» Goal of the exercise: Retype the whole listing, character for character.

────────────────

//! Storage seams used by the matching engine.
//!
//! The engine never talks to a database directly. It reads and writes through
//! [`LedgerStore`], commits allocations through the [`ApplyMatch`] capability
//! and records audit entries through [`AuditSink`].

use crate::models::{
    AuditLogEntry, BankTransaction, BankTransactionStatus, FeeEvent, Invoice, MatchDetail,
    NewMatch, ReconciliationMatch, Subscription, SubscriptionStatus,
};
use async_trait::async_trait;
use rust_decimal::Decimal;
use thiserror::Error;
use uuid::Uuid;

/// Error type for storage operations.
#[derive(Error, Debug)]
pub enum StoreError {
    #[error("Database error: {0}")]
    Database(#[from] sqlx::Error),

    #[error("Not found: {0}")]
    NotFound(String),

    /// Reservation or state precondition lost to a concurrent writer.
    #[error("Conflict: {0}")]
    Conflict(String),

    #[error("Storage unavailable: {0}")]
    Unavailable(String),
}

/// Reads and settlement-derived writes over the ledgers the engine touches.
#[async_trait]
pub trait LedgerStore: Send + Sync {
    async fn health_check(&self) -> Result<(), StoreError>;

    async fn get_bank_transaction(&self, id: Uuid) -> Result<Option<BankTransaction>, StoreError>;

    async fn get_invoice(&self, id: Uuid) -> Result<Option<Invoice>, StoreError>;

    /// Every approved match on the bank transaction, across all invoices.
    async fn list_approved_matches(
        &self,
        bank_transaction_id: Uuid,
    ) -> Result<Vec<ReconciliationMatch>, StoreError>;

    /// Every approved match against the invoice, across all transactions.
    async fn list_approved_matches_for_invoice(
        &self,
        invoice_id: Uuid,
    ) -> Result<Vec<ReconciliationMatch>, StoreError>;

    /// Approved matches on the transaction with invoice/investor/deal projections.
    async fn list_match_details(
        &self,
        bank_transaction_id: Uuid,
    ) -> Result<Vec<MatchDetail>, StoreError>;

    /// Insert a `suggested` match, reserving its amount against the bank
    /// transaction. Fails with [`StoreError::Conflict`] when approved plus
    /// in-flight manual allocations would exceed the transaction amount.
    async fn insert_suggested_match(
        &self,
        new_match: &NewMatch,
    ) -> Result<ReconciliationMatch, StoreError>;

    async fn delete_match(&self, match_id: Uuid) -> Result<(), StoreError>;

    async fn update_bank_transaction_state(
        &self,
        bank_transaction_id: Uuid,
        status: BankTransactionStatus,
        matched_invoice_ids: &[Uuid],
    ) -> Result<BankTransaction, StoreError>;

    /// Remove unapproved auto-match suggestions for the pair. Returns the count.
    async fn delete_stale_suggestions(
        &self,
        bank_transaction_id: Uuid,
        invoice_id: Uuid,
    ) -> Result<u64, StoreError>;

    /// Mark the invoice's accrued/invoiced fee events as paid and return them
    /// as they were before the update.
    async fn settle_fee_events(&self, invoice_id: Uuid) -> Result<Vec<FeeEvent>, StoreError>;

    async fn get_subscription(&self, id: Uuid) -> Result<Option<Subscription>, StoreError>;

    async fn update_subscription_funding(
        &self,
        subscription_id: Uuid,
        funded_amount: Decimal,
        status: SubscriptionStatus,
    ) -> Result<Subscription, StoreError>;
}

/// The external all-or-nothing apply operation.
///
/// Flips the match to `approved` and updates the invoice's paid amount,
/// balance, status and paid timestamp as one unit. Must reject a second call
/// for the same match and leave no partial effect on failure.
#[async_trait]
pub trait ApplyMatch: Send + Sync {
    async fn apply_match(&self, match_id: Uuid, approved_by: &str) -> Result<(), StoreError>;
}

/// Append-only audit write target.
#[async_trait]
pub trait AuditSink: Send + Sync {
    async fn append(&self, entry: &AuditLogEntry) -> Result<(), StoreError>;
}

────────────────

» Written answer:
//! Storage seams used by the matching engine.
//!
//! The engine never talks to a database directly. It reads and writes through
//! [`LedgerStore`], commits allocations through the [`ApplyMatch`] capability
//! and records audit entries through [`AuditSink`].

use crate::models::{
    AuditLogEntry, BankTransaction, BankTransactionStatus, FeeEvent, Invoice, MatchDetail,
    NewMatch, ReconciliationMatch, Subscription, SubscriptionStatus,
};
use async_trait::async_trait;
use rust_decimal::Decimal;
use thiserror::Error;
use uuid::Uuid;

/// Error type for storage operations.
#[derive(Error, Debug)]
pub enum StoreError {
    #[error("Database error: {0}")]
    Database(#[from] sqlx::Error),

    #[error("Not found: {0}")]
    NotFound(String),

    /// Reservation or state precondition lost to a concurrent writer.
    #[error("Conflict: {0}")]
    Conflict(String),

    #[error("Storage unavailable: {0}")]
    Unavailable(String),
}

/// Reads and settlement-derived writes over the ledgers the engine touches.
#[async_trait]
pub trait LedgerStore: Send + Sync {
    async fn health_check(&self) -> Result<(), StoreError>;

    async fn get_bank_transaction(&self, id: Uuid) -> Result<Option<BankTransaction>, StoreError>;

    async fn get_invoice(&self, id: Uuid) -> Result<Option<Invoice>, StoreError>;

    /// Every approved match on the bank transaction, across all invoices.
    async fn list_approved_matches(
        &self,
        bank_transaction_id: Uuid,
    ) -> Result<Vec<ReconciliationMatch>, StoreError>;

    /// Every approved match against the invoice, across all transactions.
    async fn list_approved_matches_for_invoice(
        &self,
        invoice_id: Uuid,
    ) -> Result<Vec<ReconciliationMatch>, StoreError>;

    /// Approved matches on the transaction with invoice/investor/deal projections.
    async fn list_match_details(
        &self,
        bank_transaction_id: Uuid,
    ) -> Result<Vec<MatchDetail>, StoreError>;

    /// Insert a `suggested` match, reserving its amount against the bank
    /// transaction. Fails with [`StoreError::Conflict`] when approved plus
    /// in-flight manual allocations would exceed the transaction amount.
    async fn insert_suggested_match(
        &self,
        new_match: &NewMatch,
    ) -> Result<ReconciliationMatch, StoreError>;

    async fn delete_match(&self, match_id: Uuid) -> Result<(), StoreError>;

    async fn update_bank_transaction_state(
        &self,
        bank_transaction_id: Uuid,
        status: BankTransactionStatus,
        matched_invoice_ids: &[Uuid],
    ) -> Result<BankTransaction, StoreError>;

    /// Remove unapproved auto-match suggestions for the pair. Returns the count.
    async fn delete_stale_suggestions(
        &self,
        bank_transaction_id: Uuid,
        invoice_id: Uuid,
    ) -> Result<u64, StoreError>;

    /// Mark the invoice's accrued/invoiced fee events as paid and return them
    /// as they were before the update.
    async fn settle_fee_events(&self, invoice_id: Uuid) -> Result<Vec<FeeEvent>, StoreError>;

    async fn get_subscription(&self, id: Uuid) -> Result<Option<Subscription>, StoreError>;

    async fn update_subscription_funding(
        &self,
        subscription_id: Uuid,
        funded_amount: Decimal,
        status: SubscriptionStatus,
    ) -> Result<Subscription, StoreError>;
}

/// The external all-or-nothing apply operation.
///
/// Flips the match to `approved` and updates the invoice's paid amount,
/// balance, status and paid timestamp as one unit. Must reject a second call
/// for the same match and leave no partial effect on failure.
#[async_trait]
pub trait ApplyMatch: Send + Sync {
    async fn apply_match(&self, match_id: Uuid, approved_by: &str) -> Result<(), StoreError>;
}

/// Append-only audit write target.
#[async_trait]
pub trait AuditSink: Send + Sync {
    async fn append(&self, entry: &AuditLogEntry) -> Result<(), StoreError>;
}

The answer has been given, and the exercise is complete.